Web Scrapper/Crawler in Rust

Hello Rustaceans,
So grateful for the help always received here. Have being learning rust by building a web scrapper. I need help on the new problem I encountered.

let url= String::from("https://www.jumia.com.ng/catalog/?q=iphone&page=2#catalog-listing");
    
    let res =
        reqwest::blocking::get(url).with_context(|| format!("opening url error"))?;
        
        let page_regex =
            Regex::new(".*page=([0-9]*).*").expect("");

            let urls= {
                let captures = page_regex.captures(&url).unwrap();
                let old_page_number = captures.get(1).unwrap().as_str().to_string();
                let mut new_page_number = old_page_number
                    .parse::<usize>()
                    .map_err(|_| Error::Internal("spider".to_string()))?;
                new_page_number += 1;
    
                let next_url = url.replace(
                    format!("&page={}", old_page_number).as_str(),
                    format!("&page={}", new_page_number).as_str(),
                );

            };

        
        let document = Document::from_read(urls).context("parsing response")?;

I'm trying to scrap an ecommerce website with mutltiples pages, I tried using regex to look for the next page and authomatically scrap it instead of providing links for every page manually. But it's not working. I actually see a similar login i a particular rust book. I will be grateful for all solutions.
Thanks a lot

If you know you're looking at https://www.jumia.com.ng/catalog/?q=iphone&page=2#catalog-listing
and want to find the next page. It might be easier to start with a structured representation of that page and build the urls rather than parse and mutate the url on the fly.

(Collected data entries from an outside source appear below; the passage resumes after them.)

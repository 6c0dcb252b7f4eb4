//! Observability subsystem.
//!
//! # Data Flow
//! ```text
//! All subsystems produce:
//!     → logging.rs (structured log events)
//!     → metrics.rs (counters, histograms)
//!     → tracing.rs (per-request spans with request IDs)
//!
//! Consumers:
//!     → Log aggregation (stdout)
//!     → Metrics endpoint (Prometheus scrape, optional)
//! ```
//!
//! # Design Decisions
//! - Structured logging (JSON) for machine parsing
//! - Request ID flows through every log line of a request
//! - Metrics are cheap (atomic increments)

pub mod logging;
pub mod metrics;
pub mod tracing;
//! Service layer: task graph, dependency resolution, tools, pricing, events.

pub mod dependency_resolver;
pub mod event_sink;
pub mod pricing;
pub mod task_graph;
pub mod todo_tools;
pub mod tool_registry;

pub use dependency_resolver::DependencyResolver;
pub use event_sink::EventSink;
pub use pricing::{estimate_cost, get_model_pricing, ModelPricing};
pub use task_graph::{GraphSnapshot, TaskGraph};
pub use todo_tools::{format_todo_list, todo_tools, TodoListTool};
pub use tool_registry::{ToolRegistry, ToolSet};
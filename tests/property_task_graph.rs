//! Property tests for readiness and ordering over random acyclic graphs.

use proptest::prelude::*;
use std::collections::HashMap;

use swarmcore::domain::models::TodoStatus;
use swarmcore::services::{DependencyResolver, TaskGraph};

const STATUSES: [TodoStatus; 4] = [
    TodoStatus::Pending,
    TodoStatus::InProgress,
    TodoStatus::Completed,
    TodoStatus::Cancelled,
];

/// Groups `g0..gN`; an edge always points from a higher index to a lower one,
/// so every generated graph is acyclic.
#[derive(Debug, Clone)]
struct GraphShape {
    deps: Vec<Vec<usize>>,
    todos: Vec<Vec<usize>>,
}

fn graph_shape() -> impl Strategy<Value = GraphShape> {
    (1usize..10).prop_flat_map(|size| {
        let deps = (0..size)
            .map(|i| proptest::sample::subsequence((0..i).collect::<Vec<_>>(), 0..=i.min(3)))
            .collect::<Vec<_>>();
        let todos = proptest::collection::vec(proptest::collection::vec(0usize..4, 0..4), size);
        (deps, todos).prop_map(|(deps, todos)| GraphShape { deps, todos })
    })
}

fn build(shape: &GraphShape) -> TaskGraph {
    tokio_test::block_on(async {
        let graph = TaskGraph::new();
        for (i, deps) in shape.deps.iter().enumerate() {
            graph
                .create_group(
                    format!("g{i}"),
                    "dev",
                    "",
                    deps.iter().map(|d| format!("g{d}")),
                )
                .await
                .unwrap();
            for (n, status) in shape.todos[i].iter().enumerate() {
                let id = graph.add_todo(&format!("g{i}"), format!("todo {n}")).await.unwrap();
                graph
                    .set_todo_status(&format!("g{i}"), id, STATUSES[*status])
                    .await
                    .unwrap();
            }
        }
        graph
    })
}

proptest! {
    /// Every ready group is incomplete and all of its dependencies have
    /// every todo completed.
    #[test]
    fn prop_ready_groups_have_satisfied_dependencies(shape in graph_shape()) {
        let graph = build(&shape);
        let (ready, groups) = tokio_test::block_on(async {
            (graph.ready_groups().await, graph.groups().await)
        });
        let by_id: HashMap<_, _> = groups.iter().map(|g| (g.group_id.clone(), g)).collect();

        for group in &ready {
            prop_assert!(!group.is_complete());
            for dep in &group.dependencies {
                prop_assert!(by_id[dep].satisfies_dependents(), "{dep} not satisfied");
            }
        }
    }

    /// Readiness has no side effects: asking twice gives the same answer.
    #[test]
    fn prop_ready_groups_idempotent(shape in graph_shape()) {
        let graph = build(&shape);
        let (first, second) = tokio_test::block_on(async {
            (graph.ready_groups().await, graph.ready_groups().await)
        });
        prop_assert_eq!(first, second);
    }

    /// Without cancelled todos an incomplete graph always has a ready group.
    #[test]
    fn prop_no_stall_without_cancellation(shape in graph_shape()) {
        let has_cancelled = shape.todos.iter().flatten().any(|s| STATUSES[*s] == TodoStatus::Cancelled);
        prop_assume!(!has_cancelled);

        let graph = build(&shape);
        let (ready, complete) = tokio_test::block_on(async {
            (graph.ready_groups().await, graph.all_complete().await)
        });
        prop_assert!(complete || !ready.is_empty());
    }

    /// Topological order places every dependency before its dependents.
    #[test]
    fn prop_topological_order_respects_dependencies(shape in graph_shape()) {
        let graph = build(&shape);
        let groups = tokio_test::block_on(graph.groups());
        let order = DependencyResolver::new().topological_order(&groups).unwrap();
        let position: HashMap<_, _> = order.iter().enumerate().map(|(i, id)| (id.clone(), i)).collect();

        prop_assert_eq!(order.len(), groups.len());
        for group in &groups {
            for dep in &group.dependencies {
                prop_assert!(position[dep] < position[&group.group_id]);
            }
        }
    }
}
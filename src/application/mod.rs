//! Application layer: the agent loop, the audit loop and the coordinator
//! that schedules them over the task graph.

pub mod agent_loop;
pub mod audit_loop;
pub mod conversation;
pub mod coordinator;

pub use agent_loop::AgentLoop;
pub use audit_loop::{parse_verdict, AuditLoop, AuditOutcome, AuditReport, AUDIT_TAG};
pub use conversation::{
    contains_completion_phrase, dispatch_tool_calls, tool_listing, LoopContext, LoopState,
    TOOL_CALL_RULE,
};
pub use coordinator::{
    Coordinator, CoordinatorReport, CoordinatorStatus, GroupOutcome, StopReason,
};
//! Response cache keyed by a content hash of the request.
//!
//! Entries have no age-based expiry; the store is bounded by capacity only.

use moka::future::Cache;
use serde_json::{json, Value};
use sha2::{Digest, Sha256};
use std::sync::Arc;

use crate::domain::models::{ModelRequest, ModelResponse};

/// Deterministic SHA-256 key over model, messages and tool schemas.
///
/// Sampling parameters are not part of the key. Tool schemas are sorted by
/// name and every JSON object is emitted with sorted keys, so the key does
/// not depend on registration order.
pub fn cache_key(request: &ModelRequest) -> String {
    let mut tools: Vec<Value> = request
        .tools
        .iter()
        .map(|tool| {
            json!({
                "name": tool.name,
                "description": tool.description,
                "input_schema": tool.input_schema,
            })
        })
        .collect();
    tools.sort_by(|a, b| a["name"].as_str().cmp(&b["name"].as_str()));

    let messages = serde_json::to_value(&request.messages).unwrap_or(Value::Null);
    let material = json!({
        "model": request.model,
        "messages": messages,
        "tools": tools,
    });

    let mut canonical = String::new();
    write_canonical(&material, &mut canonical);

    let mut hasher = Sha256::new();
    hasher.update(canonical.as_bytes());
    hex::encode(hasher.finalize())
}

fn write_canonical(value: &Value, out: &mut String) {
    match value {
        Value::Object(map) => {
            let mut entries: Vec<(&String, &Value)> = map.iter().collect();
            entries.sort_by(|a, b| a.0.cmp(b.0));
            out.push('{');
            for (i, (key, item)) in entries.into_iter().enumerate() {
                if i > 0 {
                    out.push(',');
                }
                out.push_str(&Value::String(key.clone()).to_string());
                out.push(':');
                write_canonical(item, out);
            }
            out.push('}');
        }
        Value::Array(items) => {
            out.push('[');
            for (i, item) in items.iter().enumerate() {
                if i > 0 {
                    out.push(',');
                }
                write_canonical(item, out);
            }
            out.push(']');
        }
        scalar => out.push_str(&scalar.to_string()),
    }
}

/// Bounded in-memory response store.
#[derive(Clone)]
pub struct ResponseCache {
    entries: Cache<String, Arc<ModelResponse>>,
}

impl ResponseCache {
    pub fn new(max_entries: u64) -> Self {
        Self {
            entries: Cache::builder().max_capacity(max_entries).build(),
        }
    }

    pub async fn get(&self, key: &str) -> Option<Arc<ModelResponse>> {
        self.entries.get(key).await
    }

    pub async fn insert(&self, key: String, response: ModelResponse) {
        self.entries.insert(key, Arc::new(response)).await;
    }

    pub fn entry_count(&self) -> u64 {
        self.entries.entry_count()
    }

    pub fn clear(&self) {
        self.entries.invalidate_all();
    }
}

impl std::fmt::Debug for ResponseCache {
    fn fmt(&self, f: &mut std::fmt::Formatter<'_>) -> std::fmt::Result {
        f.debug_struct("ResponseCache")
            .field("entry_count", &self.entries.entry_count())
            .finish()
    }
}
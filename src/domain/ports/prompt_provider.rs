//! Prompt provider port.

use std::fmt;

/// Which loop a system prompt is for.
#[derive(Debug, Clone, Copy, PartialEq, Eq, Hash)]
pub enum PromptRole {
    Planner,
    Agent,
    Auditor,
}

impl fmt::Display for PromptRole {
    fn fmt(&self, f: &mut fmt::Formatter<'_>) -> fmt::Result {
        match self {
            Self::Planner => f.write_str("planner"),
            Self::Agent => f.write_str("agent"),
            Self::Auditor => f.write_str("auditor"),
        }
    }
}

/// Source of role-specific system prompt text. The text is opaque here.
pub trait PromptProvider: Send + Sync {
    fn system_prompt(&self, role: PromptRole, specialization: &str) -> String;
}

/// Minimal built-in prompts.
#[derive(Debug, Clone, Copy, Default)]
pub struct StaticPrompts;

impl PromptProvider for StaticPrompts {
    fn system_prompt(&self, role: PromptRole, specialization: &str) -> String {
        match role {
            PromptRole::Planner => {
                "You decompose work into task groups with explicit dependencies.".to_string()
            }
            PromptRole::Agent => format!(
                "You are a {specialization} agent. Work through your todo list using tools \
                 and mark each todo completed as you finish it."
            ),
            PromptRole::Auditor => format!(
                "You audit work done by a {specialization} agent. Inspect it with the \
                 read-only tools, then answer with a JSON verdict \
                 {{\"passed\": bool, \"reasons\": [..], \"additional_tasks\": [..]}}."
            ),
        }
    }
}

Something like this perhaps?:

struct JumiaSite {
    current_page: usize,
}

impl JumiaSite {
    fn get_url_for_page(&self, page_number: usize) -> String {
        format!("https://www.jumia.com.ng/catalog/?q=iphone&page={page_number}#catalog-listing")
    }

    fn get_url(&self) -> String {
        self.get_url_for_page(self.current_page)
    }

    fn get_next_page_url(&mut self) -> String {
        self.current_page += 1;
        self.get_url()
    }
}

fn main() {
    let mut site = JumiaSite { current_page: 2 };
    println!("{}", site.get_url());
    println!("{}", site.get_next_page_url());
    println!("{}", site.get_url_for_page(7));
}

I'm not sure what the problem you're facing is though so this might be no help at all!

When you say "it's not working"... what's the problem?
What happened, what did you expect to happen?

Oh and, if you're visiting thousands of different urls that all have a page=X query param. I'd look into crates that provide a proper url type and build the query params using that rather than the naïve string formatting I've done. The url crate should be able to parse the url string into a proper structure and avoid messing around with regexes yourself.

1 Like

Thanks a lot. This what I'm looking for. I add params and loop(while loop) through the process to collect data from every page.
Thanks :pray:

1 Like

@Michaelin007 you can also use the spider crate for this exact functionality. GitHub - madeindjs/spider: Multithreaded Web spider crawler written in Rust.

1 Like